[Start of section]

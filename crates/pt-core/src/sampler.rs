//! Top-N Sampler: heap + scoring + churn bookkeeping + circuit breaker.
//!
//! Orchestrates the indexed min-heap and the scoring function over
//! successive batches of process snapshots, tracking churn as an EMA and
//! tripping a hysteresis circuit breaker when the sampler itself is
//! spending too much time or seeing too much process turnover.

use crate::collect::snapshot::ProcessSnapshot;
use crate::diagnostics::{DiagnosticEvent, DiagnosticSink};
use crate::heap::{HeapItem, IndexedMinHeap, InsertOutcome};
use crate::metrics::Metrics;
use crate::score::{is_rankable, score, ScoringContext};
use pt_common::{ProcessId, Result};
use pt_config::SamplerConfig;
use pt_math::Ema;
use std::collections::{HashMap, HashSet};
use std::sync::RwLock;
use std::time::Instant;

#[derive(Debug, Clone, Copy, PartialEq)]
struct TrackedProcess {
    pid: ProcessId,
    score: f64,
    cpu_percent: f64,
}

impl HeapItem for TrackedProcess {
    type Id = ProcessId;
    fn heap_id(&self) -> ProcessId {
        self.pid
    }
    fn heap_score(&self) -> f64 {
        self.score
    }
}

/// Outcome of one [`TopNSampler::update`] call.
#[derive(Debug, Clone, Copy, PartialEq)]
pub struct UpdateReport {
    pub tracked: usize,
    pub updated: usize,
    pub churn_rate: f64,
    pub circuit_breaker_open: bool,
    pub update_time_seconds: f64,
    pub capture_ratio: f64,
}

/// The mutable half of a sampler: everything `update()` touches, guarded by
/// a single `RwLock` so readers (`top_n`, `metrics`, ...) never block each
/// other and only contend with the occasional writer.
struct SamplerState {
    heap: IndexedMinHeap<TrackedProcess>,
    churn_ema: Ema,
    previous_ids: HashSet<ProcessId>,
    recently_seen: HashMap<ProcessId, Instant>,
    circuit_open: bool,
    metrics: Metrics,
    last_update_at: Option<Instant>,
    last_update_seconds: Option<f64>,
}

/// Orchestrates the indexed heap, scoring, churn EMA, and circuit breaker
/// over successive scan batches. A multi-reader hot path: `top_n`,
/// `metrics`, and the other read accessors take a shared read lock and can
/// run concurrently with each other, while `update` takes the write lock
/// only for the duration of one batch.
pub struct TopNSampler {
    state: RwLock<SamplerState>,
    cfg: SamplerConfig,
    diagnostics: DiagnosticSink,
    created_at: Instant,
}

impl TopNSampler {
    pub fn new(cfg: SamplerConfig, diagnostics: DiagnosticSink) -> Self {
        let max_processes = cfg.max_processes;
        Self {
            state: RwLock::new(SamplerState {
                heap: IndexedMinHeap::new(max_processes),
                churn_ema: Ema::new(0.7),
                previous_ids: HashSet::new(),
                recently_seen: HashMap::new(),
                circuit_open: false,
                metrics: Metrics::new(60),
                last_update_at: None,
                last_update_seconds: None,
            }),
            cfg,
            diagnostics,
            created_at: Instant::now(),
        }
    }

    /// Process one batch of snapshots. See the crate-level design notes for
    /// the seven-step update protocol.
    pub fn update(&self, batch: &[ProcessSnapshot], now: Instant) -> Result<UpdateReport> {
        let wall_start = Instant::now();
        let mut state = self.state.write().unwrap();

        let elapsed_secs = match state.last_update_at {
            Some(prev) => now.saturating_duration_since(prev).as_secs_f64().max(1e-6),
            None => 1.0,
        };
        state.last_update_at = Some(now);

        let grace = self.cfg.grace_window_secs as f64;
        state
            .recently_seen
            .retain(|_, seen_at| now.saturating_duration_since(*seen_at).as_secs_f64() <= grace);

        let current_ids: HashSet<ProcessId> = batch.iter().map(|s| s.pid).collect();
        let new_count = current_ids
            .iter()
            .filter(|id| !state.previous_ids.contains(id) && !state.recently_seen.contains_key(id))
            .count();
        let churn_rate = new_count as f64 / elapsed_secs;
        let churn_value = if self.cfg.churn_handling_enabled {
            state.churn_ema.update(churn_rate)
        } else {
            0.0
        };

        let prior_update_seconds = state.last_update_seconds.unwrap_or(0.0);
        self.evaluate_circuit_breaker(&mut state, prior_update_seconds, churn_value);

        let mut working: Vec<&ProcessSnapshot> = batch.iter().collect();
        if state.circuit_open && !working.is_empty() {
            let keep = ((working.len() as f64 * 0.1).ceil() as usize)
                .max(10)
                .min(working.len());
            // Deterministic truncation, not a random sample.
            working.truncate(keep);
        }

        let total_rss: u64 = working.iter().map(|s| s.rss_bytes).sum();
        let ctx = ScoringContext::from_config(&self.cfg, total_rss);

        let mut updated_count = 0usize;
        for snap in &working {
            let s = score(snap.cpu_percent, snap.rss_bytes, &ctx);
            if !is_rankable(s, &ctx) {
                continue;
            }
            let item = TrackedProcess {
                pid: snap.pid,
                score: s,
                cpu_percent: snap.cpu_percent,
            };
            if matches!(state.heap.insert_or_replace(item), InsertOutcome::Updated) {
                updated_count += 1;
            }
            state.recently_seen.remove(&snap.pid);
        }

        let departed: Vec<ProcessId> = state.previous_ids.difference(&current_ids).copied().collect();
        for id in departed {
            state.heap.remove(id);
            state.recently_seen.insert(id, now);
        }
        state.previous_ids = current_ids;

        let total_cpu_all: f64 = batch.iter().map(|s| s.cpu_percent).sum();
        let tracked_cpu: f64 = state.heap.iter().map(|t| t.cpu_percent).sum();
        let capture_ratio = if total_cpu_all <= 0.0 {
            100.0
        } else {
            tracked_cpu / total_cpu_all * 100.0
        };

        let update_time_seconds = wall_start.elapsed().as_secs_f64();
        state.last_update_seconds = Some(update_time_seconds);

        let tracked = state.heap.len();
        let circuit_breaker_open = state.circuit_open;
        state.metrics.set("topn_processes_tracked", tracked as f64);
        state.metrics.set("topn_processes_updated", updated_count as f64);
        state.metrics.set("topn_churn_rate", churn_value);
        state
            .metrics
            .set("topn_circuit_breaker", if circuit_breaker_open { 1.0 } else { 0.0 });
        state.metrics.set("topn_update_time_seconds", update_time_seconds);
        state.metrics.set("topn_capture_ratio", capture_ratio);
        state
            .metrics
            .set("sampler_uptime_seconds", self.created_at.elapsed().as_secs_f64());

        Ok(UpdateReport {
            tracked,
            updated: updated_count,
            churn_rate: churn_value,
            circuit_breaker_open,
            update_time_seconds,
            capture_ratio,
        })
    }

    fn evaluate_circuit_breaker(&self, state: &mut SamplerState, prior_update_seconds: f64, churn_value: f64) {
        let cpu_threshold = self.cfg.max_sampler_cpu_pct / 100.0;
        let churn_threshold = self.cfg.churn_threshold;
        let cpu_over = prior_update_seconds > cpu_threshold;
        let churn_over = self.cfg.churn_handling_enabled && churn_value > churn_threshold;

        if !state.circuit_open {
            if cpu_over || churn_over {
                state.circuit_open = true;
                self.diagnostics.emit(DiagnosticEvent::ModuleOverLimitDetected {
                    cpu_pct: prior_update_seconds * 100.0,
                    churn_rate: churn_value,
                });
            }
        } else {
            let cpu_closed = prior_update_seconds < cpu_threshold * 0.7;
            let churn_closed = !self.cfg.churn_handling_enabled || churn_value < churn_threshold * 0.7;
            if cpu_closed && churn_closed {
                state.circuit_open = false;
                self.diagnostics.emit(DiagnosticEvent::ModuleOverLimitResolved {
                    cpu_pct: prior_update_seconds * 100.0,
                    churn_rate: churn_value,
                });
            }
        }
    }

    /// Snapshot the top `k` tracked processes, descending by score.
    pub fn top_n(&self, k: usize) -> Vec<(ProcessId, f64)> {
        let state = self.state.read().unwrap();
        state.heap.top_n(k).iter().map(|t| (t.pid, t.score)).collect()
    }

    pub fn contains(&self, pid: ProcessId) -> bool {
        self.state.read().unwrap().heap.contains(pid)
    }

    pub fn len(&self) -> usize {
        self.state.read().unwrap().heap.len()
    }

    pub fn is_empty(&self) -> bool {
        self.state.read().unwrap().heap.is_empty()
    }

    pub fn circuit_breaker_open(&self) -> bool {
        self.state.read().unwrap().circuit_open
    }

    pub fn metrics(&self) -> HashMap<String, f64> {
        self.state.read().unwrap().metrics.snapshot()
    }

    pub fn record_self_usage(&self, cpu_pct: f64, rss_bytes: u64) {
        let mut state = self.state.write().unwrap();
        state.metrics.set("sampler_cpu_percent", cpu_pct);
        state.metrics.set("sampler_rss_bytes", rss_bytes as f64);
    }

    pub fn resources(&self) -> (f64, u64) {
        let state = self.state.read().unwrap();
        (
            state.metrics.get("sampler_cpu_percent").unwrap_or(0.0),
            state.metrics.get("sampler_rss_bytes").unwrap_or(0.0) as u64,
        )
    }

    pub fn uptime_seconds(&self) -> f64 {
        self.created_at.elapsed().as_secs_f64()
    }

    /// Force the measurement the circuit breaker will evaluate on the next
    /// call to [`TopNSampler::update`], simulating a slow or fast prior
    /// update without actually taking that long.
    #[cfg(test)]
    pub fn inject_last_update_seconds(&self, seconds: f64) {
        self.state.write().unwrap().last_update_seconds = Some(seconds);
    }
}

[End of section]

## Task description
Retype, exactly and in full, the listing from its first line to the one holding "sampler itself is", both included.

## Response to the exercise
filename crates/pt-core/src/sampler.rs
//! Top-N Sampler: heap + scoring + churn bookkeeping + circuit breaker.
//!
//! Orchestrates the indexed min-heap and the scoring function over
//! successive batches of process snapshots, tracking churn as an EMA and
//! tripping a hysteresis circuit breaker when the sampler itself is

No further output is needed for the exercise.